第四类:代码容易写错
案例13:在图1-15所示的这段代码里(摘自真实的应用代码),import的是springframework的类库,但参数的顺序是按照apache的类库方式传的,于是出错了。org.apache.commons.beanutils.BeanUtils和org.springframework.beans.BeanUtils两个同名的类有个同名方法copyProperties,差别是前者的参数是copyProperties(Objectdest,Objectorig),后者的参数是copyProperties(Objectorig,Objectdest)。
这段代码在我们团队内部引起了激烈讨论。有些人认为,可以依赖IDE的防错功能,这一功能是能提示当前对应参数名称的。但我们不能依赖IDE的功能,因为我们无法控制开发人员用什么IDE。
最后的共识是:应该设计成如下形式的Copiable接口,也就是说,让方法名称更加容易辨识,copyPropertiesFrom和copyPropertiesTo出错的可能性更小一些:
public interface Copiable {
default void copyPropertiesFrom(Object src) {
// 略
}
default void copyPropertiesTo(Object dest) {
// 略
}
}
▲图1-15容易写错的代码示例
案例14:2018年,某团队连续发生了两次类似的参数传错顺序的问题。
第一次,被调函数是doSignSHA256(StringprivateKey,Stringcontent,StringcharSet),但调用它的代码写成了doSignSHA256(content,privateKey,charSet),第一个参数和第二个参数传反了。
第二次,被调函数是DAO里的一个方法,是自动生成的,原来是selectByBillDate(StringMId,StringcontractId,StringbillDate,StringbizType),调用它的代码是selectByBillDate(mid,contractId,billDate,bizType),没有问题。但是某天开发人员调整了SQL参数的顺序,重新生成了DAO,这个函数就变成了selectByBillDate(StringbillDate,StringcontractId,StringMId,StringbizType),而这个开发人员又忘记修改调用它的代码了,于是mid和billDate传反了。
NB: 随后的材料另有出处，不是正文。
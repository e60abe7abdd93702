use anyhow::Result;
use clap::Parser;
use quiz_grader::models::{load_image_file, load_images_from_dir, load_job};
use quiz_grader::utils::logging;
use quiz_grader::{AppError, Config, Credentials, GradingSession, ImageSource};
use std::path::PathBuf;
use tracing::{info, warn};

/// 拍照试卷自动批改
#[derive(Debug, Parser)]
#[command(name = "quiz-grader", version, about)]
struct Cli {
    /// 试卷图片（按页序）
    images: Vec<PathBuf>,

    /// 批改任务文件（TOML）
    #[arg(long)]
    job: Option<PathBuf>,

    /// 读取文件夹中的所有图片（按文件名排序）
    #[arg(long)]
    dir: Option<PathBuf>,

    /// 评分标准文本
    #[arg(long, conflicts_with_all = ["rubric_file", "rubric_image"])]
    rubric_text: Option<String>,

    /// 评分标准文本文件
    #[arg(long, conflicts_with = "rubric_image")]
    rubric_file: Option<PathBuf>,

    /// 评分标准图片
    #[arg(long)]
    rubric_image: Option<PathBuf>,

    /// OCR 密钥（默认读取 GEMINI_API_KEY）
    #[arg(long, env = "GEMINI_API_KEY", hide_env_values = true)]
    ocr_key: Option<String>,

    /// 批改密钥（默认读取 OPENAI_API_KEY）
    #[arg(long, env = "OPENAI_API_KEY", hide_env_values = true)]
    grading_key: Option<String>,

    /// 将识别文本和报告写入文件
    #[arg(long)]
    output: Option<String>,

    /// 以 JSON 输出结果
    #[arg(long)]
    json: bool,

    /// 显示详细日志
    #[arg(short, long)]
    verbose: bool,
}

#[tokio::main]
async fn main() -> Result<()> {
    let cli = Cli::parse();

    // 加载配置
    let mut config = Config::from_env();
    config.verbose_logging |= cli.verbose;
    if cli.output.is_some() {
        config.output_log_file = cli.output.clone();
    }

    // 初始化日志
    logging::init(config.verbose_logging);
    config.validate()?;

    let mut session = GradingSession::from_config(&config);

    // ========== 收集试卷图片 ==========
    if let Some(job_path) = &cli.job {
        let job = load_job(job_path).await?;
        for path in &job.pages {
            session.submit_images([load_image_file(path, ImageSource::Upload).await?]);
        }
        // load_job 已保证 text 与 image 不会同时出现
        match (job.rubric.text, &job.rubric.image) {
            (Some(text), _) => session.set_rubric_text(text),
            (None, Some(path)) => {
                session.set_rubric_image(load_image_file(path, ImageSource::Upload).await?)
            }
            (None, None) => {}
        }
    }
    if let Some(dir) = &cli.dir {
        session.submit_images(load_images_from_dir(dir).await?);
    }
    for path in &cli.images {
        session.submit_images([load_image_file(path, ImageSource::Upload).await?]);
    }

    // ========== 评分标准（命令行优先于任务文件） ==========
    if let Some(text) = &cli.rubric_text {
        session.set_rubric_text(text.clone());
    } else if let Some(path) = &cli.rubric_file {
        let text = tokio::fs::read_to_string(path)
            .await
            .map_err(|e| AppError::file_read_failed(path.display().to_string(), e))?;
        session.set_rubric_text(text);
    } else if let Some(path) = &cli.rubric_image {
        session.set_rubric_image(load_image_file(path, ImageSource::Upload).await?);
    }

    let env_credentials = Credentials::from_env();
    let credentials = Credentials::new(
        cli.ocr_key.unwrap_or(env_credentials.ocr_api_key),
        cli.grading_key.unwrap_or(env_credentials.grading_api_key),
    );

    // ========== 批改 ==========
    let output = session
        .run_pipeline(&credentials, &mut |done, total| {
            info!("⏳ 识别进度: {}/{}", done, total);
        })
        .await?;

    if cli.json {
        println!("{}", serde_json::to_string_pretty(&output)?);
    } else {
        println!("========== 识别文本 ==========");
        println!("{}", output.extracted_text);
        println!("\n========== 批改报告 ==========");
        println!("{}", output.report.content());
        if !output.report.is_error() {
            if let Some(score) = output.report.total_score() {
                println!("\n最终得分: {}", score);
            }
        }
    }

    if output.report.is_error() {
        warn!("⚠️ 批改失败，以上报告为错误信息");
    }

    if let Some(log_file) = &config.output_log_file {
        logging::write_run_log(log_file, &output)?;
        info!("日志已保存至: {}", log_file);
    }

    if session.take_completion_signal() {
        info!("🎉 批改完成");
    }

    Ok(())
}
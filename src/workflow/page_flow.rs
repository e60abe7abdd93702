//! 单页处理流程 - 流程层
//!
//! 一页的完整处理：识别 → 记录结果。失败页不会中断批次。

use std::sync::Arc;
use tracing::{info, warn};

use crate::models::{ExtractionResult, QuizImage};
use crate::services::ExtractionService;
use crate::utils::logging::truncate_text;
use crate::workflow::page_ctx::PageCtx;

/// 单页处理流程
///
/// - 不持有页序，不做拼接
/// - 只依赖识别能力（services）
#[derive(Clone)]
pub struct PageFlow {
    extraction: Arc<ExtractionService>,
    verbose_logging: bool,
}

impl PageFlow {
    pub fn new(extraction: Arc<ExtractionService>, verbose_logging: bool) -> Self {
        Self {
            extraction,
            verbose_logging,
        }
    }

    pub async fn run(&self, ctx: &PageCtx, image: &QuizImage, credential: &str) -> ExtractionResult {
        info!("{} 🔍 正在识别...", ctx);

        let result = self.extraction.extract(image, credential).await;

        match &result {
            ExtractionResult::Text(text) => {
                info!("{} ✓ 识别完成 ({} 字符)", ctx, text.chars().count());
                if self.verbose_logging {
                    info!("{} 内容: {}", ctx, truncate_text(text, 80));
                }
            }
            ExtractionResult::Failed { cause } => {
                warn!("{} ⚠️ 识别失败，保留错误标记继续处理: {}", ctx, cause);
            }
        }

        result
    }
}
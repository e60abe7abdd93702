//! 外部能力客户端
//!
//! 核心流程只依赖下面两个 trait；具体实现基于 `async-openai`，
//! 可对接任何兼容 OpenAI Chat Completions 的服务（OpenAI、Gemini 等）。

pub mod grading_client;
pub mod ocr_client;
pub mod prompts;

use anyhow::Result;
use async_trait::async_trait;

use crate::models::QuizImage;

pub use grading_client::ChatGradingClient;
pub use ocr_client::VisionOcrClient;

/// OCR 能力：图片 → 文本
#[async_trait]
pub trait OcrCapability: Send + Sync {
    /// 识别图片中的全部文字，`image` 携带原始字节与 MIME 类型
    async fn transcribe(&self, image: &QuizImage, credential: &str) -> Result<String>;
}

/// 批改能力：(学生答案, 评分标准) → 批改报告
#[async_trait]
pub trait GradingCapability: Send + Sync {
    async fn grade_text(
        &self,
        student_text: &str,
        rubric_text: &str,
        credential: &str,
    ) -> Result<String>;
}
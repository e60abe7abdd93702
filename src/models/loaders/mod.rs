pub mod job_loader;

pub use job_loader::{load_image_file, load_images_from_dir, load_job, GradingJob, JobRubric};
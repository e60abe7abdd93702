use thiserror::Error;

/// 应用程序错误类型
#[derive(Debug, Error)]
pub enum AppError {
    /// 图片集合操作错误
    #[error("图片集合错误: {0}")]
    Collection(#[from] CollectionError),
    /// 评分标准错误
    #[error("评分标准错误: {0}")]
    Rubric(#[from] RubricError),
    /// 批改流程被拒绝
    #[error("批改流程被拒绝: {0}")]
    Rejected(#[from] RejectReason),
    /// 文件操作错误
    #[error("文件错误: {0}")]
    File(#[from] FileError),
    /// 配置错误
    #[error("配置错误: {0}")]
    Config(#[from] ConfigError),
}

/// 图片集合错误
#[derive(Debug, Clone, PartialEq, Eq, Error)]
pub enum CollectionError {
    /// 索引超出范围
    #[error("索引 {index} 超出范围 (共 {len} 张图片)")]
    IndexOutOfRange { index: usize, len: usize },
}

/// 评分标准错误
#[derive(Debug, Clone, PartialEq, Eq, Error)]
pub enum RubricError {
    /// 文本模式下评分标准为空
    #[error("评分标准文本为空")]
    EmptyRubric,
    /// 图片模式下没有上传评分标准图片
    #[error("未上传评分标准图片")]
    MissingRubricImage,
    /// 评分标准图片识别失败
    #[error("评分标准图片识别失败: {cause}")]
    RubricExtractionFailed { cause: String },
}

/// 批改流程拒绝原因
///
/// 校验类错误发生在任何外部调用之前；`RubricResolutionFailed` 发生在评分标准解析阶段，
/// 会终止整个流程。
#[derive(Debug, Clone, PartialEq, Eq, Error)]
pub enum RejectReason {
    /// 没有试卷图片
    #[error("请至少上传一张试卷图片")]
    NoImages,
    /// 缺少 API 密钥
    #[error("请同时提供 OCR 与批改两个 API 密钥")]
    MissingCredentials,
    /// 评分标准无效
    #[error("评分标准无效: {0}")]
    InvalidRubric(RubricError),
    /// 图片数量超过上限
    #[error("图片数量 {count} 超过上限 {max}")]
    TooManyPages { count: usize, max: usize },
    /// 单张图片过大
    #[error("第 {page} 页图片大小 {size} 字节超过上限 {max} 字节")]
    ImageTooLarge { page: usize, size: usize, max: usize },
    /// 评分标准图片过大
    #[error("评分标准图片大小 {size} 字节超过上限 {max} 字节")]
    RubricImageTooLarge { size: usize, max: usize },
    /// 评分标准解析失败（致命）
    #[error("评分标准解析失败: {0}")]
    RubricResolutionFailed(RubricError),
}

/// 文件操作错误
#[derive(Debug, Error)]
pub enum FileError {
    /// 文件不存在
    #[error("文件不存在: {path}")]
    NotFound { path: String },
    /// 读取文件失败
    #[error("读取文件失败 ({path}): {source}")]
    ReadFailed {
        path: String,
        #[source]
        source: std::io::Error,
    },
    /// 写入文件失败
    #[error("写入文件失败 ({path}): {source}")]
    WriteFailed {
        path: String,
        #[source]
        source: std::io::Error,
    },
    /// TOML 解析失败
    #[error("TOML解析失败 ({path}): {source}")]
    TomlParseFailed {
        path: String,
        #[source]
        source: toml::de::Error,
    },
    /// 目录不存在
    #[error("目录不存在: {path}")]
    DirectoryNotFound { path: String },
    /// 任务文件内容无效
    #[error("任务文件无效 ({path}): {reason}")]
    InvalidJob { path: String, reason: String },
}

/// 配置错误
#[derive(Debug, Clone, PartialEq, Eq, Error)]
pub enum ConfigError {
    /// 配置项取值无效
    #[error("配置项 {name} 取值无效: {value}")]
    InvalidValue { name: String, value: String },
}

// ========== 便捷构造函数 ==========

impl AppError {
    /// 创建文件读取错误
    pub fn file_read_failed(path: impl Into<String>, source: std::io::Error) -> Self {
        AppError::File(FileError::ReadFailed {
            path: path.into(),
            source,
        })
    }

    /// 创建文件写入错误
    pub fn file_write_failed(path: impl Into<String>, source: std::io::Error) -> Self {
        AppError::File(FileError::WriteFailed {
            path: path.into(),
            source,
        })
    }

    /// 创建配置项无效错误
    pub fn invalid_config(name: impl Into<String>, value: impl ToString) -> Self {
        AppError::Config(ConfigError::InvalidValue {
            name: name.into(),
            value: value.to_string(),
        })
    }

    /// 如果是流程拒绝错误，返回拒绝原因
    pub fn reject_reason(&self) -> Option<&RejectReason> {
        match self {
            AppError::Rejected(reason) => Some(reason),
            _ => None,
        }
    }
}

// ========== Result 类型别名 ==========

/// 应用程序结果类型
pub type AppResult<T> = Result<T, AppError>;
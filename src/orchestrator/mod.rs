//! 编排层（Orchestration Layer）
//!
//! ## 职责
//!
//! 本层负责批改流程的调度，是整个系统的"指挥中心"。
//!
//! ## 模块划分
//!
//! ### `pipeline` - 批改流程状态机
//! - 校验输入（图片、密钥、评分标准、数量与大小上限）
//! - 解析评分标准（图片模式下先识别）
//! - 委托 batch_extractor 识别所有页面
//! - 拼接识别文本并调用批改
//!
//! ### `batch_extractor` - 批量识别器
//! - 控制并发数量（Semaphore）
//! - 保证结果顺序与页序一致
//! - 汇报进度
//!
//! ## 层次关系
//!
//! ```text
//! session::GradingSession (持有会话状态)
//!     ↓
//! pipeline (校验 → 评分标准 → 识别 → 批改)
//!     ↓
//! batch_extractor (处理 Vec<QuizImage>)
//!     ↓
//! workflow::PageFlow (处理单页)
//!     ↓
//! services (能力层：识别 / 批改)
//!     ↓
//! clients (外部模型)
//! ```

pub mod batch_extractor;
pub mod pipeline;

/// 进度回调：(已完成页数, 总页数)
pub type ProgressFn<'a> = dyn FnMut(usize, usize) + Send + 'a;

// 重新导出主要类型
pub use batch_extractor::BatchExtractor;
pub use pipeline::{PipelineOrchestrator, PipelineStage};
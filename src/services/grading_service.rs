//! 批改服务 - 业务能力层
//!
//! 只负责"答案 + 评分标准 → 报告"能力。失败时返回以 `Error:` 开头的报告，不抛出错误。

use std::sync::Arc;
use std::time::Duration;
use tracing::{debug, warn};

use crate::clients::GradingCapability;
use crate::models::GradingReport;

/// 批改服务
pub struct GradingService {
    grader: Arc<dyn GradingCapability>,
    timeout: Duration,
}

impl GradingService {
    pub fn new(grader: Arc<dyn GradingCapability>, timeout: Duration) -> Self {
        Self { grader, timeout }
    }

    pub async fn grade(
        &self,
        extracted_text: &str,
        rubric_text: &str,
        credential: &str,
    ) -> GradingReport {
        let call = self.grader.grade_text(extracted_text, rubric_text, credential);

        match tokio::time::timeout(self.timeout, call).await {
            Ok(Ok(content)) => {
                debug!("批改完成，报告长度: {} 字符", content.chars().count());
                GradingReport::new(content)
            }
            Ok(Err(e)) => {
                warn!("批改失败: {:#}", e);
                GradingReport::failed(format!("{:#}", e))
            }
            Err(_) => {
                warn!("批改超时 ({} 秒)", self.timeout.as_secs());
                GradingReport::failed(format!(
                    "request timed out after {} seconds",
                    self.timeout.as_secs()
                ))
            }
        }
    }
}
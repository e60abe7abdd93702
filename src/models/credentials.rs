use std::fmt;

/// 两个外部能力的 API 密钥
///
/// 由调用方（界面或命令行）提供，核心流程从不内置密钥。
#[derive(Clone, Default, PartialEq, Eq)]
pub struct Credentials {
    /// OCR（视觉模型）密钥
    pub ocr_api_key: String,
    /// 批改模型密钥
    pub grading_api_key: String,
}

impl Credentials {
    pub fn new(ocr_api_key: impl Into<String>, grading_api_key: impl Into<String>) -> Self {
        Self {
            ocr_api_key: ocr_api_key.into(),
            grading_api_key: grading_api_key.into(),
        }
    }

    /// 从 `GEMINI_API_KEY` / `OPENAI_API_KEY` 读取
    pub fn from_env() -> Self {
        Self {
            ocr_api_key: std::env::var("GEMINI_API_KEY").unwrap_or_default(),
            grading_api_key: std::env::var("OPENAI_API_KEY").unwrap_or_default(),
        }
    }

    /// 两个密钥是否都已提供
    pub fn is_complete(&self) -> bool {
        !self.ocr_api_key.trim().is_empty() && !self.grading_api_key.trim().is_empty()
    }
}

impl fmt::Debug for Credentials {
    fn fmt(&self, f: &mut fmt::Formatter<'_>) -> fmt::Result {
        let redact = |key: &str| if key.is_empty() { "<未设置>" } else { "<已隐藏>" };
        f.debug_struct("Credentials")
            .field("ocr_api_key", &redact(self.ocr_api_key.as_str()))
            .field("grading_api_key", &redact(self.grading_api_key.as_str()))
            .finish()
    }
}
这类参数传错顺序的问题非常严重,每处可能发生参数传错顺序的地方都隐藏着资损事故的风险。我们抽样统计了一下我们的代码,发现:
每个微服务系统的代码里都有几百个public(公共)方法有两个或两个以上连续的String类型参数,其中大约50%是自动生成的代码(例如DAO)。
每个系统都有几个到几十个public方法有四个或四个以上连续的String类型参数。
个别系统有几百个public方法有四个或四个以上连续的String类型参数。
为了防止此类问题再次发生,建议:
增强静态代码扫描,从入参变量名和函数定义的变量名之间的相似性判断是否有可能传错顺序了。
加强代码的健壮性,增加入参校验。例如,mid和billDate的取值长度是不同的,而且是固定的。
少用String类型,多用强类型(例如Date类型)。
像增强静态代码扫描、提高测试覆盖率、增加防御性代码这些想法是不错的,但往上游走得还不够。往上游走的意思是:当遇到问题时,不但要想“怎么解决问题”,更要想“怎么让问题不用解决”。少用String类型、多用强类型是很好的“往上游走”的思路,用了强类型,一旦顺序传错了,编译就报错了。
针对参数传错顺序的问题,最好的做法是对代码进行自动重构。
自动生成一个参数类,把多个String值包进去;
自动生成强类型,替换String类型。
如下所示,一旦参数传错次序,编译器马上就发现了。
案例15:开发人员在写代码的时候,应该用UrlEncoder类的encode()方法,结果错用了decode()。从中吸取的教训是:encode()和decode()的函数入参定义要有差别,这样一旦用错马上就编译报错了。
案例16:金额放大100倍。
String actualCurrency = map.get(PAY_ACTUAL_CURRENCY);
String actualAmt = map.get(PAY_ACTUAL_AMT);
return new MultiCurrencyMoney(actualAmt, actualCurrency);
上面代码的问题是:map里的PAY_ACTUAL_AMT的单位是分,而MultiCurrencyMoney类的构造函数的第一个参数的单位是元。因此,上面的代码使得金额放大了100倍。
防错设计怎么做?
在系统内部传递金额值,必须在所有场合都严格使用数额、单位和币种三元组。金额值在数据库里的存储也必须严格使用三元组,不要用“数据库里都按分来存”这种口头约定。只有在系统和外界交互的时候,才根据对方系统的API和文件格式约定进行定制的序列化和反序列化。
案例17:使用完ThreadLocal,没有调用remove方法,导致内存泄漏。其实,这和C/C++语言中的malloc()没有free()的问题类似。严格杜绝这种问题的关键就是在代码框架层面做到不需要程序员记住要调用free()或remove方法。